PROBLEM DESCRIPTION:
Only the lines holding the word "that" are wanted; copy each of them from the listing.

______

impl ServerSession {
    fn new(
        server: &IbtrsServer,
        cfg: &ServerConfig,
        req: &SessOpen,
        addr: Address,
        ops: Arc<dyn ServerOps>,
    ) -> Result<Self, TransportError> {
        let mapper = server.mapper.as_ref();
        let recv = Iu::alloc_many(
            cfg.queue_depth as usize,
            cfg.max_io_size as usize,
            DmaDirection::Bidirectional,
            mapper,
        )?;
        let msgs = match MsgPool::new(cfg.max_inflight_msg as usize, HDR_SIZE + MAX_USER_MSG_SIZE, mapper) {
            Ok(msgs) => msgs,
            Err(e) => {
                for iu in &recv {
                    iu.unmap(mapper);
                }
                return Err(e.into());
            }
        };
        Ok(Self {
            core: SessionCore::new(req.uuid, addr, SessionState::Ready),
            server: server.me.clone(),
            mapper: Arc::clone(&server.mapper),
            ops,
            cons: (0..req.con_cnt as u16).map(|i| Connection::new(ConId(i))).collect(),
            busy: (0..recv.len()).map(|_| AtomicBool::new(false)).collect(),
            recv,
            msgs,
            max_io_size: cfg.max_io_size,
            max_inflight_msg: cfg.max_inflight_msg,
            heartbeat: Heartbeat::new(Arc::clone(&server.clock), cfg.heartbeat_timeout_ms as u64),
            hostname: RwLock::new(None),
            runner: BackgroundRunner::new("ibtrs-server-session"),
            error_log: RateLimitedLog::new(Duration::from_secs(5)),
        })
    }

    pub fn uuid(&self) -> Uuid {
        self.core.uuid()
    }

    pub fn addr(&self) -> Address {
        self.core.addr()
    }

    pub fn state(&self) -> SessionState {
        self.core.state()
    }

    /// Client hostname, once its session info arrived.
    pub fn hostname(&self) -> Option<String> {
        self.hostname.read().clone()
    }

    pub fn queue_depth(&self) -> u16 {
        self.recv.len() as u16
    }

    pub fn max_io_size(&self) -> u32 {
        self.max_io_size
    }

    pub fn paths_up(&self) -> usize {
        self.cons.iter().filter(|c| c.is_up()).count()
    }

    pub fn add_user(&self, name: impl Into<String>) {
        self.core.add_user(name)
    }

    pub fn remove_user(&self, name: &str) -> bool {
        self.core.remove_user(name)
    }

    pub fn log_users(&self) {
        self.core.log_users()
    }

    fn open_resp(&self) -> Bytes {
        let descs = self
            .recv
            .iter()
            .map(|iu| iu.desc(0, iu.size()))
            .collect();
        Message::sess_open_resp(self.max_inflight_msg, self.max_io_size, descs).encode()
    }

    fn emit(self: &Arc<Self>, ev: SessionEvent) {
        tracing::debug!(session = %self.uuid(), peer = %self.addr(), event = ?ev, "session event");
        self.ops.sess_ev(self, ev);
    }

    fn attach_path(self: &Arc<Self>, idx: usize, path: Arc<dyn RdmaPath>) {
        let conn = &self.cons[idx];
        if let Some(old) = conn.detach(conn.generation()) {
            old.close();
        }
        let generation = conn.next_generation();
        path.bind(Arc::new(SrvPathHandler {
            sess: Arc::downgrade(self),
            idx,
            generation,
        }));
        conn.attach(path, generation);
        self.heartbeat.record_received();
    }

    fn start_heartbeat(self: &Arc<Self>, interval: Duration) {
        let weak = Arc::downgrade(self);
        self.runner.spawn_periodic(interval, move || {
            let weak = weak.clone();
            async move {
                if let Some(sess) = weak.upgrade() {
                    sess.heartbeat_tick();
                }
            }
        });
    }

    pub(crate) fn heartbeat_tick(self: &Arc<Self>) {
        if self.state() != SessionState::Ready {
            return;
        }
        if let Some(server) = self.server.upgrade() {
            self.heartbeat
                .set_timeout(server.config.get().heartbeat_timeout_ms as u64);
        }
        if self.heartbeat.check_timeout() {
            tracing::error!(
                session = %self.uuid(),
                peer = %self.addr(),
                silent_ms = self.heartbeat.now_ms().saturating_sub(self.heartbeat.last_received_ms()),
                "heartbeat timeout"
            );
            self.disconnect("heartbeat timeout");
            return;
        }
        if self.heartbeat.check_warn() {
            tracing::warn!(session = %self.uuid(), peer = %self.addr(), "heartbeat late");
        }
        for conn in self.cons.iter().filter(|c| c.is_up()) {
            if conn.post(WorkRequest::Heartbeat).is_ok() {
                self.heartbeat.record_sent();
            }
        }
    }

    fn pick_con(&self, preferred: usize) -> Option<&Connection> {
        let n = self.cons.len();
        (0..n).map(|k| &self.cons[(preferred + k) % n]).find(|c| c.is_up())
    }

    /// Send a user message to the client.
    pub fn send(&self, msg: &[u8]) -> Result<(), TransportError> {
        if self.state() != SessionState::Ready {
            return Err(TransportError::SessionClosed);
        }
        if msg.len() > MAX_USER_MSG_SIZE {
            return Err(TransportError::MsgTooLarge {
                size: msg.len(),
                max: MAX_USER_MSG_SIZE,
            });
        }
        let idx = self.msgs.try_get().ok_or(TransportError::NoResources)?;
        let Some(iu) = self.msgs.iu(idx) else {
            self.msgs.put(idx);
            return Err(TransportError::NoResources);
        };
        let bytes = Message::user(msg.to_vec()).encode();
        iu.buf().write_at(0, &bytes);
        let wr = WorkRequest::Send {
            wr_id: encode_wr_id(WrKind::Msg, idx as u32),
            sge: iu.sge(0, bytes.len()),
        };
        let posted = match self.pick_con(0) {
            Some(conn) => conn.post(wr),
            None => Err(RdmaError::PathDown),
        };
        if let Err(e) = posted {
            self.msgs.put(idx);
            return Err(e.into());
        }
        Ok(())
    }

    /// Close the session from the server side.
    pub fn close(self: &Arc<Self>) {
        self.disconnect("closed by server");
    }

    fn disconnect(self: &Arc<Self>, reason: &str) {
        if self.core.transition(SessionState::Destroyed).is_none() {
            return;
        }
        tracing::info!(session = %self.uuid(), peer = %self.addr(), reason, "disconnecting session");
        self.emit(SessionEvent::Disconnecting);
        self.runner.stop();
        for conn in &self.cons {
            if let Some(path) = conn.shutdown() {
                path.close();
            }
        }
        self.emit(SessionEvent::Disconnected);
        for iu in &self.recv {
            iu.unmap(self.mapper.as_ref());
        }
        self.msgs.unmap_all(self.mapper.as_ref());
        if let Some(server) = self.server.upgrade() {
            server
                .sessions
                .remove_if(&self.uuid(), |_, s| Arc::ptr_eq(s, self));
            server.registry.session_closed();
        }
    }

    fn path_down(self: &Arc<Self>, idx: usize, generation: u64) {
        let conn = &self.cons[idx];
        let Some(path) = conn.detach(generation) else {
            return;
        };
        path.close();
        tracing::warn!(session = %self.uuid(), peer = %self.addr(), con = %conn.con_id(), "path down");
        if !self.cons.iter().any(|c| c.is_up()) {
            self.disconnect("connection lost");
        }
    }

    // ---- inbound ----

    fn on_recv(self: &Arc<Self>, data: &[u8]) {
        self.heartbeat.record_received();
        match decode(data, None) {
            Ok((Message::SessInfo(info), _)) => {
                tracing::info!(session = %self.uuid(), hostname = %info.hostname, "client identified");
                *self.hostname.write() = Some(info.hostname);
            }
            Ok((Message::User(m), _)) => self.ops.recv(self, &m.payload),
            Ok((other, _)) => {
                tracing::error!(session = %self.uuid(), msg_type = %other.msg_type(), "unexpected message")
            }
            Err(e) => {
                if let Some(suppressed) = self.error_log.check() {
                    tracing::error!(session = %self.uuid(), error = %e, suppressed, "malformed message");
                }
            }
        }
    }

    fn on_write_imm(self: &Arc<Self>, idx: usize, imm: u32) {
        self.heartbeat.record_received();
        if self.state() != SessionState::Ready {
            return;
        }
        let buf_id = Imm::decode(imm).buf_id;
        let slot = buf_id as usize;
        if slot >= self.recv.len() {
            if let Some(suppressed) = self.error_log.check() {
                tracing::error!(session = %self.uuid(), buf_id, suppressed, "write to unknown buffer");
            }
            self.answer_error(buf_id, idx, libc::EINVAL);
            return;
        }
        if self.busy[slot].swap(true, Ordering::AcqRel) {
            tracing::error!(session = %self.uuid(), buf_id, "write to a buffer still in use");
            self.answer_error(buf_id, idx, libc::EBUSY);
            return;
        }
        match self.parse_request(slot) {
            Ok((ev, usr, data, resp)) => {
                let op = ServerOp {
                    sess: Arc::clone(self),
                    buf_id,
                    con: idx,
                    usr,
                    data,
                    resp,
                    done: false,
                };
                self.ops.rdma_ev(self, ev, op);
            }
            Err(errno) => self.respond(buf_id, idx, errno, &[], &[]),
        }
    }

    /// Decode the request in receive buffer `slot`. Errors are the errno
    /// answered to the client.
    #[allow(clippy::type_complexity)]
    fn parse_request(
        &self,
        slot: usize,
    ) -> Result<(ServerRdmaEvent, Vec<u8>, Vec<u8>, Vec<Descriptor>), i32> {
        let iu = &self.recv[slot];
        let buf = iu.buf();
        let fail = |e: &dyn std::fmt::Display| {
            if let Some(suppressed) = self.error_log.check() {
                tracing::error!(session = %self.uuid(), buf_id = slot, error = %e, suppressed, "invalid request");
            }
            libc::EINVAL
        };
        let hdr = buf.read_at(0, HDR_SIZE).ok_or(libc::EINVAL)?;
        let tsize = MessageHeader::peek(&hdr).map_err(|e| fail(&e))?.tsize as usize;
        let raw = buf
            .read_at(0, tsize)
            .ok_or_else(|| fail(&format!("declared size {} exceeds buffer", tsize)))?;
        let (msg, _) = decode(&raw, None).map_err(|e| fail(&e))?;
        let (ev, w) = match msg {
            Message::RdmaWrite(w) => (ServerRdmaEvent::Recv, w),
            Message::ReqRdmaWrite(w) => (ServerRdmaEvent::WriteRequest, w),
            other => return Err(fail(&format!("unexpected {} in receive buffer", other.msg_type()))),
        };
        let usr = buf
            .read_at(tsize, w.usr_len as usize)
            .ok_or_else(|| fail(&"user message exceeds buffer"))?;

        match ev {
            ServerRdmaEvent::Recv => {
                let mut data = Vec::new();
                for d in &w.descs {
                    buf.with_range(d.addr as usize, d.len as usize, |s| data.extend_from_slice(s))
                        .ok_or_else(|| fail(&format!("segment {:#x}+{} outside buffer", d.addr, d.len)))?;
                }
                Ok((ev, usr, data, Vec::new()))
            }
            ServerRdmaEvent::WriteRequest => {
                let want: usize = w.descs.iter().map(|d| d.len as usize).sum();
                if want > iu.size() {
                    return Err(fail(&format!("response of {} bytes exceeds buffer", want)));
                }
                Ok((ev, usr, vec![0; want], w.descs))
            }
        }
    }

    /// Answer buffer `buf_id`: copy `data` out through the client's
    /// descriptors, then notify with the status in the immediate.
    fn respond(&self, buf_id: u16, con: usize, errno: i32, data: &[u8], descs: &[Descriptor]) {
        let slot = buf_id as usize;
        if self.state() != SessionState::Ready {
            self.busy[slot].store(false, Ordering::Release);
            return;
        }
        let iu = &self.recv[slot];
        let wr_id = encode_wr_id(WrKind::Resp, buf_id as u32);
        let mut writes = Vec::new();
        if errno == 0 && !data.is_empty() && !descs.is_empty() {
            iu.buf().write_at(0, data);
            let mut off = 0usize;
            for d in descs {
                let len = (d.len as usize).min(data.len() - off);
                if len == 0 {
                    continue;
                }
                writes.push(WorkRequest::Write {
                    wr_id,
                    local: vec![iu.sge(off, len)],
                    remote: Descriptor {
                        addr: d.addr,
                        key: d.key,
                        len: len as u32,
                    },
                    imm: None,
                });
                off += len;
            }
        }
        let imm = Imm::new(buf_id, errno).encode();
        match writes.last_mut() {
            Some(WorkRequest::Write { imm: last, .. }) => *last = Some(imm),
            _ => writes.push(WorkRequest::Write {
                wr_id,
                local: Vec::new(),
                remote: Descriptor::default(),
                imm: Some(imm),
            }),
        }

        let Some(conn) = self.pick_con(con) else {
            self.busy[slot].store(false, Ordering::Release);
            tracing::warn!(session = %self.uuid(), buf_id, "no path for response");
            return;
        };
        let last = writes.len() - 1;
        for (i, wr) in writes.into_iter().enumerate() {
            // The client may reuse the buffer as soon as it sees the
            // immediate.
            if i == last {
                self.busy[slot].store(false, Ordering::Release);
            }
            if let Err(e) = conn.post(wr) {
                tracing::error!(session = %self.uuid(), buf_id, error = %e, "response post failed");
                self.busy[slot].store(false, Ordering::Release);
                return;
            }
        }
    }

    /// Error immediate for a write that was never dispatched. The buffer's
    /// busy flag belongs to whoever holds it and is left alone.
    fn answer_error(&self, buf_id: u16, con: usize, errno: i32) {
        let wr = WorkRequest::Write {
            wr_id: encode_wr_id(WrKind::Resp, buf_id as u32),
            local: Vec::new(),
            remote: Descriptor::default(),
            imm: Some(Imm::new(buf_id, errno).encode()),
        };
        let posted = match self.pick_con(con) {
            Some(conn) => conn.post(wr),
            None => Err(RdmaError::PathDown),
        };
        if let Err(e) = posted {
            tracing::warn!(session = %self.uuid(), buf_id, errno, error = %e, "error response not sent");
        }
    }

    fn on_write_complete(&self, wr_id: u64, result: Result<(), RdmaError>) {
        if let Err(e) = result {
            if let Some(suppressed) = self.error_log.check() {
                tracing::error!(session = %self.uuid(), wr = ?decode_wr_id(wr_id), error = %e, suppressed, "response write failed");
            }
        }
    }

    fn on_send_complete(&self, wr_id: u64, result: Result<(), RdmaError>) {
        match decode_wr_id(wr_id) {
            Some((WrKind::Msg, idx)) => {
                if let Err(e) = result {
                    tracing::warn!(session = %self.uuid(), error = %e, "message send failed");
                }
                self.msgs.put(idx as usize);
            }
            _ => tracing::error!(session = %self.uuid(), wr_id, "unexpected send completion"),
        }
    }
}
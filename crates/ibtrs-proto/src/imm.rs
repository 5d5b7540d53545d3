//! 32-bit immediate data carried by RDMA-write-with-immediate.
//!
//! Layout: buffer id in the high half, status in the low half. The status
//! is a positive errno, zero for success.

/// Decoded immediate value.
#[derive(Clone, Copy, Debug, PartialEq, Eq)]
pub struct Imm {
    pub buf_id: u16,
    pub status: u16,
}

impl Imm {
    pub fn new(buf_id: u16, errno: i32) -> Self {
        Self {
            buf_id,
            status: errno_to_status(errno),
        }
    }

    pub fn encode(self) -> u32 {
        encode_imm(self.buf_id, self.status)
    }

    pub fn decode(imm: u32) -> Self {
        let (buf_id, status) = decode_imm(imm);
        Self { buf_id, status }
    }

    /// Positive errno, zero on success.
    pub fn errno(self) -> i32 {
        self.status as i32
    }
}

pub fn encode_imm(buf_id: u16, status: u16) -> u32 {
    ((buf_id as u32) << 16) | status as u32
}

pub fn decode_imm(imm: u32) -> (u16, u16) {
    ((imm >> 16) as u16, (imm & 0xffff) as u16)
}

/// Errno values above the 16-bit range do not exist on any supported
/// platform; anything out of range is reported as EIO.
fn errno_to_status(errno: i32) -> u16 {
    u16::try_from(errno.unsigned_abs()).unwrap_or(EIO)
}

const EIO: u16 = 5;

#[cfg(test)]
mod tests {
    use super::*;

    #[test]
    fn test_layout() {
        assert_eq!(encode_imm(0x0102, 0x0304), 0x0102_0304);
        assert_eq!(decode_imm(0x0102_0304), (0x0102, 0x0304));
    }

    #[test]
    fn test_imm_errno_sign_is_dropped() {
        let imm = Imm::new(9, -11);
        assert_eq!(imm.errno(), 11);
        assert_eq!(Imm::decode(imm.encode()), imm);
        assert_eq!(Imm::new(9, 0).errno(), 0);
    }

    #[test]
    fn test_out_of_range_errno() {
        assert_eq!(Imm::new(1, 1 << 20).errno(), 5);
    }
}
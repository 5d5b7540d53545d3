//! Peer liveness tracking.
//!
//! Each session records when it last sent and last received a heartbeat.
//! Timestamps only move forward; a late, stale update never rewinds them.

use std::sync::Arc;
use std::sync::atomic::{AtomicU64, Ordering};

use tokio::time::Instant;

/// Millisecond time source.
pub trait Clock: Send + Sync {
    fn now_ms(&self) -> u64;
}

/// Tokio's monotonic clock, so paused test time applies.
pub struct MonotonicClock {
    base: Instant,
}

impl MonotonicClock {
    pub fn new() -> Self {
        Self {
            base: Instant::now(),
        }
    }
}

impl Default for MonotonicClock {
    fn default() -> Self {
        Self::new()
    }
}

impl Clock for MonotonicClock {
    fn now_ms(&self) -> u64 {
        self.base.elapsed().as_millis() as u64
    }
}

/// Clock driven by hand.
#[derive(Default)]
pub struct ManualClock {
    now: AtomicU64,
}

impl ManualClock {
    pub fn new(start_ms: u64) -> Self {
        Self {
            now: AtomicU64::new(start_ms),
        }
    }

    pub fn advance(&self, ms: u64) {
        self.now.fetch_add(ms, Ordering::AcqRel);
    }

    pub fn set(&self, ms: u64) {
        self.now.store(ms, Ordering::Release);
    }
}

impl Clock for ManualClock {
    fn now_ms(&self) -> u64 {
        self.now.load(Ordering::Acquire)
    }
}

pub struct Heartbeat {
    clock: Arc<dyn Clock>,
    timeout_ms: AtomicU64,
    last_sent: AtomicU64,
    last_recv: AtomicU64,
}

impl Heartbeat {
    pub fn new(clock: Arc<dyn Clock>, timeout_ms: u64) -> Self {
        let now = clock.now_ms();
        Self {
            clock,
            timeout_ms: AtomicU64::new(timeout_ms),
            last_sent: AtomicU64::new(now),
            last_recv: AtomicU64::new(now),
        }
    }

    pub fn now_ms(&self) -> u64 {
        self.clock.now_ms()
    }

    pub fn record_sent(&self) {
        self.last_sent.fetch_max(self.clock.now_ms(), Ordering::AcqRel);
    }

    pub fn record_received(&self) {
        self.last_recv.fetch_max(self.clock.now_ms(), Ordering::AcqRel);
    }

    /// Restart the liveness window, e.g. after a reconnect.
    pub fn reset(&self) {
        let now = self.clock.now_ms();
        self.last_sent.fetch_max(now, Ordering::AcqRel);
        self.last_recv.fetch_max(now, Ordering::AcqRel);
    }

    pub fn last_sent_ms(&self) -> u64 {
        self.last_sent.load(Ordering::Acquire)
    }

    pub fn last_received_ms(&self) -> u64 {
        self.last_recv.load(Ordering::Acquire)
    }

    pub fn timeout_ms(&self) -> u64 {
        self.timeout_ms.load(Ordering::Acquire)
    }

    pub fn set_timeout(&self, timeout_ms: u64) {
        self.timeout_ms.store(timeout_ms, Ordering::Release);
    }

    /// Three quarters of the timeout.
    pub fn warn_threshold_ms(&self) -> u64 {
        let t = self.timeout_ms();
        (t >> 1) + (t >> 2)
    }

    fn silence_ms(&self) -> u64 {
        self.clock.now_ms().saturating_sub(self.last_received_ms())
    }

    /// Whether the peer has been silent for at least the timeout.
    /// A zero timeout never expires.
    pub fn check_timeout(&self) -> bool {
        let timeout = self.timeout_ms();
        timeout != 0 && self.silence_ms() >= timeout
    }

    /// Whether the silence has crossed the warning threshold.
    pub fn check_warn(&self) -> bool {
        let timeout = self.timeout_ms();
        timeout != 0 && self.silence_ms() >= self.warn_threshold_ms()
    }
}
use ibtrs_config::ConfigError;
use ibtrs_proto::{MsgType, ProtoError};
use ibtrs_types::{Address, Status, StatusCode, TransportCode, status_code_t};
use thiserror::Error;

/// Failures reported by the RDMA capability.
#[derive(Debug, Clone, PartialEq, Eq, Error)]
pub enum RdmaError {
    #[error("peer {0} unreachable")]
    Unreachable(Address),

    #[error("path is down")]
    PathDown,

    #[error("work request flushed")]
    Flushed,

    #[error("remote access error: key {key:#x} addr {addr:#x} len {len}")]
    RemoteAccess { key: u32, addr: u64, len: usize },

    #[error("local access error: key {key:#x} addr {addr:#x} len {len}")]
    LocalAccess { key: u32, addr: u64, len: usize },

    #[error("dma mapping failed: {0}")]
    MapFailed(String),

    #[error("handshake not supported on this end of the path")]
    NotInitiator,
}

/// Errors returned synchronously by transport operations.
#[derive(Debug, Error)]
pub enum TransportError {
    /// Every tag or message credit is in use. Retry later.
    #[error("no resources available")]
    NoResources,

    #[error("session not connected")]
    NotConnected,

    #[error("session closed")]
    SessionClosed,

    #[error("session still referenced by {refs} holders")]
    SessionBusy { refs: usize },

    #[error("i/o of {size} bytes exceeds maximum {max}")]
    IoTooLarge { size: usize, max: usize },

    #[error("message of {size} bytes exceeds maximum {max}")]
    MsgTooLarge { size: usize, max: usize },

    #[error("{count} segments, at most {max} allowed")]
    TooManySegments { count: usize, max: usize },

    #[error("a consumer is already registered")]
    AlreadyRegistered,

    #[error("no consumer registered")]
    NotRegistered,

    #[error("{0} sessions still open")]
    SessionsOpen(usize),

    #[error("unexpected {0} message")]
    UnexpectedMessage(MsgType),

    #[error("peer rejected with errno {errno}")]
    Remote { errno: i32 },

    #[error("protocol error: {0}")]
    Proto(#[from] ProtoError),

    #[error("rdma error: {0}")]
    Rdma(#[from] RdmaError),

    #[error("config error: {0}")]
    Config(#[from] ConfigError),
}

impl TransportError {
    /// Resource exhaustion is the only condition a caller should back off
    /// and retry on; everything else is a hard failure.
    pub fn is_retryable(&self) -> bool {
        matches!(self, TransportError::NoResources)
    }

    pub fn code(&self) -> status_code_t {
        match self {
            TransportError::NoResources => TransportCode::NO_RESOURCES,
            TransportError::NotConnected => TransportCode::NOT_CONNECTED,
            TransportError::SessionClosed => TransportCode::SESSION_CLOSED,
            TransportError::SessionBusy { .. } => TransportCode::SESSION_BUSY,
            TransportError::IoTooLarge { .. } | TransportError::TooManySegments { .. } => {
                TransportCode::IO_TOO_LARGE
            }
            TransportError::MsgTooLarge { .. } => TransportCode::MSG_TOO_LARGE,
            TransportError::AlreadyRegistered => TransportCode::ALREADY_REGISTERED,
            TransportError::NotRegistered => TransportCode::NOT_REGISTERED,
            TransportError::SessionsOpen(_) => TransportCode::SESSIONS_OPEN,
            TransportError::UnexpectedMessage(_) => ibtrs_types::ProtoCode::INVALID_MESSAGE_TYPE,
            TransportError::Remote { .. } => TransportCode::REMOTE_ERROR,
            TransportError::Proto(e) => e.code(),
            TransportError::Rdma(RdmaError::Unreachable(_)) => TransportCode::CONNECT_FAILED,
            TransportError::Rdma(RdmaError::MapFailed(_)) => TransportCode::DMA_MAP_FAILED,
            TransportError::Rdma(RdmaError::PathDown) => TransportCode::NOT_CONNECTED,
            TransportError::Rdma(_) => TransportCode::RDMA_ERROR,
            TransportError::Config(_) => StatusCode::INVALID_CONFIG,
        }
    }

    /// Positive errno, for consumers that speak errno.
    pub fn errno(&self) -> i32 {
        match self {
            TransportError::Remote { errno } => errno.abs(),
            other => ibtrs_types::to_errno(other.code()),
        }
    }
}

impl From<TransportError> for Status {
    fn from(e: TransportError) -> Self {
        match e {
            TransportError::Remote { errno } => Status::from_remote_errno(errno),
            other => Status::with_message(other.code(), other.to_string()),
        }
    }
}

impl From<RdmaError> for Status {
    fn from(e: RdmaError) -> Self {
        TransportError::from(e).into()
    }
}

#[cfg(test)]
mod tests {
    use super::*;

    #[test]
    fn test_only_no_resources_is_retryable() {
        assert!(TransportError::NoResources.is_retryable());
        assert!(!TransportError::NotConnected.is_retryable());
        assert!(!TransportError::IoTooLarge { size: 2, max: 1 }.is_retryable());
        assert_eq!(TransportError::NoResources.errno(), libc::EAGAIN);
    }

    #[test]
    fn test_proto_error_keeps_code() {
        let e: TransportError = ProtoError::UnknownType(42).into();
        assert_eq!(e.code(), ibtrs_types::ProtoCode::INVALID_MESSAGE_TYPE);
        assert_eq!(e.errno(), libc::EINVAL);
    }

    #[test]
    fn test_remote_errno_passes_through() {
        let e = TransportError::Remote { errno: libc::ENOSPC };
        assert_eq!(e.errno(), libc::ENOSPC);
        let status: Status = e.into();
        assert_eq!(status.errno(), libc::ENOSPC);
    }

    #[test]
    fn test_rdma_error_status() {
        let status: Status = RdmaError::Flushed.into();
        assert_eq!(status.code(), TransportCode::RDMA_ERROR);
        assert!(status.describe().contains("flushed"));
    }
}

______

RESPONSE FOR THIS EXERCISE:
    /// Error immediate for a write that was never dispatched. The buffer's
    /// Positive errno, for consumers that speak errno.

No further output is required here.